Sainete, rebelión y fuga

Pero todo cambió el sábado 8 de febrero de 1958, en que se realizaría una obra teatral por el Día del recluso. La fuga estaba preparada. El sainete era solo la cortina para su plan. Se armó la rebelión y los presos tomaron el control de cada uno de los campamentos.

Suárez relata que “llegaron hasta el pueblo y ahí amarraron a los policías. Se invirtieron los papeles y ellos eran quienes mandaban ahora”. 

Aunque algunos no querían hacerle daño a los pobladores, un grupo de violentos abusó de 2 mujeres. “Pero la valentía de don Jacinto Gordillo, el párroco de la isla, fue como una oveja enfrentándose a una jauría de lobos”, destaca Suárez al contar cómo el sacerdote escondió en la iglesia a mujeres y niños.

300 fueron los reos que se enviaron a la isla. Muchos de ellos murieron en medio del suplicio de los fuertes castigos. Los demás presos no los ayudaban, porque no podían o porque sus mismas fuerzas ya no le daban para más.

Veintiún reos escaparon en dos embarcaciones, las lanchas Teresita y Ecuador, llevándose como rehenes y tripulantes a varios colonos; luego se apoderaron de un bote pesquero, el Viking, y días después hicieron suyo el yate Valinda, donde iban unos turistas extranjeros.
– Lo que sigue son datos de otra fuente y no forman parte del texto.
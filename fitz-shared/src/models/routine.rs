use serde::{Deserialize, Deserializer, Serialize};
use std::{fmt, str::FromStr};

use super::ExerciseRef;

/// Difficulty label chosen when creating a routine.
#[derive(Debug, Clone, Copy, Serialize, Deserialize, PartialEq, Eq, Hash)]
pub enum Difficulty {
    Beginner,
    Intermediate,
    Advanced,
}

impl Difficulty {
    /// Every selectable value, in form order.
    pub const ALL: [Self; 3] = [Self::Beginner, Self::Intermediate, Self::Advanced];

    #[must_use]
    pub fn as_str(self) -> &'static str {
        match self {
            Self::Beginner => "Beginner",
            Self::Intermediate => "Intermediate",
            Self::Advanced => "Advanced",
        }
    }
}

impl fmt::Display for Difficulty {
    fn fmt(&self, f: &mut fmt::Formatter<'_>) -> fmt::Result {
        f.write_str(self.as_str())
    }
}

impl FromStr for Difficulty {
    type Err = &'static str;

    fn from_str(value: &str) -> Result<Self, Self::Err> {
        match value.to_ascii_lowercase().as_str() {
            "beginner" => Ok(Self::Beginner),
            "intermediate" => Ok(Self::Intermediate),
            "advanced" => Ok(Self::Advanced),
            _ => Err("unknown difficulty"),
        }
    }
}

/// One planned exercise inside a routine.
#[derive(Debug, Clone, Serialize, Deserialize, PartialEq)]
#[serde(rename_all = "camelCase")]
pub struct RoutineExercise {
    #[serde(rename = "_id", default)]
    pub id: String,
    pub exercise: ExerciseRef,
    /// Number of planned sets.
    #[serde(default, deserialize_with = "planned_sets")]
    pub sets: u32,
    #[serde(default)]
    pub reps: u32,
    /// Rest between sets, in seconds.
    #[serde(default)]
    pub rest_between_sets: u32,
}

/// A reusable workout plan.
#[derive(Debug, Clone, Default, Serialize, Deserialize, PartialEq)]
#[serde(rename_all = "camelCase")]
pub struct Routine {
    #[serde(rename = "_id", default)]
    pub id: String,
    pub name: String,
    #[serde(default)]
    pub description: String,
    #[serde(default)]
    pub exercises: Vec<RoutineExercise>,
    #[serde(default)]
    pub difficulty: String,
    /// Estimated duration in minutes.
    #[serde(default)]
    pub estimated_duration: Option<u32>,
    #[serde(default)]
    pub target_muscle_groups: Vec<String>,
    #[serde(default)]
    pub workout_type: String,
    #[serde(default)]
    pub equipment: Vec<String>,
    #[serde(default)]
    pub tags: Vec<String>,
    #[serde(default)]
    pub is_public: bool,
    #[serde(default)]
    pub likes: u32,
    #[serde(default)]
    pub times_used: u32,
}

impl Routine {
    /// Total number of planned sets across every exercise.
    #[must_use]
    pub fn planned_set_count(&self) -> u32 {
        self.exercises.iter().map(|exercise| exercise.sets).sum()
    }
}

/// Reference to a routine from a workout log; populated on reads.
#[derive(Debug, Clone, Serialize, Deserialize, PartialEq)]
#[serde(untagged)]
pub enum RoutineRef {
    Populated(Box<Routine>),
    Id(String),
}

impl RoutineRef {
    #[must_use]
    pub fn display_name(&self) -> &str {
        match self {
            Self::Populated(routine) => &routine.name,
            Self::Id(id) => id,
        }
    }
}

/// Exercise row as submitted by the add-routine form.
#[derive(Debug, Clone, Serialize, Deserialize, PartialEq, Eq)]
#[serde(rename_all = "camelCase")]
pub struct NewRoutineExercise {
    pub exercise: String,
    pub sets: u32,
    pub reps: u32,
    pub rest_between_sets: u32,
}

/// Payload for `POST /routines`.
#[derive(Debug, Clone, Serialize, Deserialize, PartialEq, Eq)]
#[serde(rename_all = "camelCase")]
pub struct CreateRoutineRequest {
    pub name: String,
    pub description: String,
    pub exercises: Vec<NewRoutineExercise>,
    pub difficulty: Difficulty,
    pub estimated_duration: u32,
    pub target_muscle_groups: Vec<String>,
    pub workout_type: String,
    pub equipment: Vec<String>,
    pub tags: Vec<String>,
    pub is_public: bool,
}

// The routines endpoint has been seen to send either a set count or an array
// of per-set templates; both collapse to a count.
fn planned_sets<'de, D>(deserializer: D) -> Result<u32, D::Error>
where
    D: Deserializer<'de>,
{
    #[derive(Deserialize)]
    #[serde(untagged)]
    enum Planned {
        Count(u32),
        Listed(Vec<serde_json::Value>),
    }

    Ok(match Planned::deserialize(deserializer)? {
        Planned::Count(count) => count,
        Planned::Listed(sets) => u32::try_from(sets.len()).unwrap_or(u32::MAX),
    })
}

#[cfg(test)]
mod tests {
    use super::*;

    #[test]
    fn test_routine_with_populated_exercises() {
        let json = r#"{
            "_id": "r1",
            "name": "Upper body",
            "description": "Push and pull",
            "exercises": [
                {"_id": "re1", "exercise": {"_id": "e1", "name": "Bench Press"}, "sets": 3, "reps": 8, "restBetweenSets": 90},
                {"_id": "re2", "exercise": "e2", "sets": [{}, {}], "reps": 12}
            ],
            "difficulty": "Intermediate",
            "estimatedDuration": 45,
            "targetMuscleGroups": ["chest", "back"],
            "isPublic": true,
            "likes": 4,
            "timesUsed": 9
        }"#;
        let routine: Routine = serde_json::from_str(json).unwrap();

        assert_eq!(routine.exercises.len(), 2);
        assert_eq!(routine.exercises[0].exercise.display_name(), "Bench Press");
        assert_eq!(routine.exercises[0].rest_between_sets, 90);
        assert_eq!(routine.exercises[1].sets, 2);
        assert_eq!(routine.exercises[1].rest_between_sets, 0);
        assert_eq!(routine.planned_set_count(), 5);
        assert_eq!(routine.estimated_duration, Some(45));
        assert!(routine.is_public);
        assert_eq!(routine.times_used, 9);
    }

    #[test]
    fn test_create_routine_request_wire_names() {
        let request = CreateRoutineRequest {
            name: "Legs".to_string(),
            description: "Leg day".to_string(),
            exercises: vec![NewRoutineExercise {
                exercise: "e1".to_string(),
                sets: 4,
                reps: 6,
                rest_between_sets: 120,
            }],
            difficulty: Difficulty::Advanced,
            estimated_duration: 60,
            target_muscle_groups: vec!["legs".to_string()],
            workout_type: "strength".to_string(),
            equipment: vec![],
            tags: vec![],
            is_public: false,
        };
        let value = serde_json::to_value(&request).unwrap();
        assert_eq!(value["difficulty"], "Advanced");
        assert_eq!(value["estimatedDuration"], 60);
        assert_eq!(value["exercises"][0]["restBetweenSets"], 120);
        assert_eq!(value["isPublic"], false);
    }

    #[test]
    fn test_difficulty_parse_is_case_insensitive() {
        assert_eq!("beginner".parse::<Difficulty>().unwrap(), Difficulty::Beginner);
        assert_eq!("Advanced".parse::<Difficulty>().unwrap(), Difficulty::Advanced);
        assert!("expert".parse::<Difficulty>().is_err());
    }

    #[test]
    fn test_routine_ref_variants() {
        let populated: RoutineRef = serde_json::from_str(r#"{"_id":"r1","name":"Full body"}"#).unwrap();
        assert_eq!(populated.display_name(), "Full body");
        let bare: RoutineRef = serde_json::from_str(r#""r9""#).unwrap();
        assert_eq!(bare.display_name(), "r9");
    }
}
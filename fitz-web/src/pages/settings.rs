use crate::{
    components::{
        ErrorAlert,
        form::{SelectField, TextField},
        theme_toggle::ThemeToggle,
    },
    models::app_state::AppState,
    storage::BrowserStorage,
};
use shared::{
    ClientError, SessionStore,
    forms::ProfileForm,
    models::{FitnessLevel, Gender},
    validation::{Field, FieldErrors},
};
use yew::prelude::*;
use yewdux::prelude::{use_dispatch, use_selector};

const TEXT_FIELDS: [(Field, &str, &str, &str); 8] = [
    (Field::Username, "username", "Username", "text"),
    (Field::Email, "email", "Email", "email"),
    (Field::Age, "age", "Age", "number"),
    (Field::Height, "height", "Height (cm)", "number"),
    (Field::Weight, "weight", "Weight (kg)", "number"),
    (Field::WeightGoal, "weight-goal", "Weight goal (kg)", "number"),
    (Field::MainGoal, "main-goal", "Main goal", "text"),
    (
        Field::PreferredWorkoutSplit,
        "preferred-workout-split",
        "Preferred workout split",
        "text",
    ),
];

#[derive(Clone, PartialEq)]
enum Outcome {
    Saved,
    Failed(String),
}

/// Local profile editing. Changes are written to the cached session only.
#[function_component(SettingsPage)]
pub fn settings_page() -> Html {
    let user = use_selector(|state: &AppState| state.user().cloned());
    let dispatch = use_dispatch::<AppState>();
    let form = {
        let user = user.clone();
        use_state(move || (*user).as_ref().map(ProfileForm::from_user).unwrap_or_default())
    };
    let field_errors = use_state(FieldErrors::new);
    let outcome = use_state(|| None::<Outcome>);

    let on_field = |field: Field| {
        let form = form.clone();
        Callback::from(move |value: String| {
            let mut next = (*form).clone();
            if let Some(slot) = next.field_mut(field) {
                *slot = value;
            }
            form.set(next);
        })
    };

    let onsubmit = {
        let form = form.clone();
        let user = user.clone();
        let field_errors = field_errors.clone();
        let outcome = outcome.clone();
        Callback::from(move |event: SubmitEvent| {
            event.prevent_default();
            let Some(current) = (*user).as_ref() else {
                outcome.set(Some(Outcome::Failed(ClientError::NotAuthenticated.to_string())));
                return;
            };
            let updated = match form.apply(current) {
                Ok(updated) => updated,
                Err(errors) => {
                    field_errors.set(errors);
                    outcome.set(None);
                    return;
                }
            };
            field_errors.set(FieldErrors::new());
            let mut store = SessionStore::restore(BrowserStorage);
            match store.update_user(updated) {
                Ok(session) => {
                    let session = session.clone();
                    dispatch.reduce_mut(|state| state.session = Some(session));
                    outcome.set(Some(Outcome::Saved));
                }
                Err(err) => {
                    log::warn!("profile update failed: {err}");
                    outcome.set(Some(Outcome::Failed(err.to_string())));
                }
            }
        })
    };

    let text_fields = TEXT_FIELDS
        .iter()
        .map(|&(field, id, label, input_type)| {
            let value = AttrValue::from(form.field(field).unwrap_or_default().to_string());
            html! {
                <TextField
                    {id}
                    {label}
                    {input_type}
                    {value}
                    on_input={on_field(field)}
                    error={field_errors.message(field)}
                />
            }
        })
        .collect::<Html>();

    let gender_options = Gender::ALL
        .iter()
        .map(|gender| (AttrValue::from(gender.as_str()), AttrValue::from(gender.label())))
        .collect::<Vec<_>>();
    let fitness_options = FitnessLevel::ALL
        .iter()
        .map(|level| (AttrValue::from(level.as_str()), AttrValue::from(level.label())))
        .collect::<Vec<_>>();

    html! {
        <div class="space-y-6">
            <h1 class="text-3xl font-bold">{"Settings"}</h1>
            <div class="card bg-base-100 shadow">
                <div class="card-body">
                    <h2 class="card-title">{"Appearance"}</h2>
                    <ThemeToggle />
                </div>
            </div>
            <div class="card bg-base-100 shadow">
                <form class="card-body" {onsubmit}>
                    <h2 class="card-title">{"Profile"}</h2>
                    {
                        match &*outcome {
                            Some(Outcome::Saved) => html! {
                                <div class="alert alert-success">
                                    <span>{"Profile updated successfully!"}</span>
                                </div>
                            },
                            Some(Outcome::Failed(message)) => html! {
                                <ErrorAlert message={message.clone()} />
                            },
                            None => html! {},
                        }
                    }
                    {text_fields}
                    <SelectField
                        id="gender"
                        label="Gender"
                        value={form.gender.clone()}
                        options={gender_options}
                        on_change={on_field(Field::Gender)}
                        error={field_errors.message(Field::Gender)}
                    />
                    <SelectField
                        id="fitness-level"
                        label="Fitness level"
                        value={form.fitness_level.clone()}
                        options={fitness_options}
                        on_change={on_field(Field::FitnessLevel)}
                        error={field_errors.message(Field::FitnessLevel)}
                    />
                    <div class="form-control mt-6">
                        <button class="btn btn-primary" type="submit">{"Save changes"}</button>
                    </div>
                </form>
            </div>
        </div>
    }
}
La historia dice que en el Valinda llegaron hasta Esmeraldas, en donde desembarcaron, mientras el yate con los extranjeros siguió su rumbo a Panamá, donde la prensa mundial dio a conocer el hecho. Poco después al menos 18 de los reos fueron recapturados.

Ya en Isabela, recuerda Suárez, tres días duró la rebelión y luego la policía retomó el control. Al año siguiente, en 1959, el Gobierno decidía cerrar la colonia penal de Isabela. Pero el muro quedaría allí, para siempre, como testigo mudo del dolor, donde los valientes lloraron... y no solo los cobardes murieron.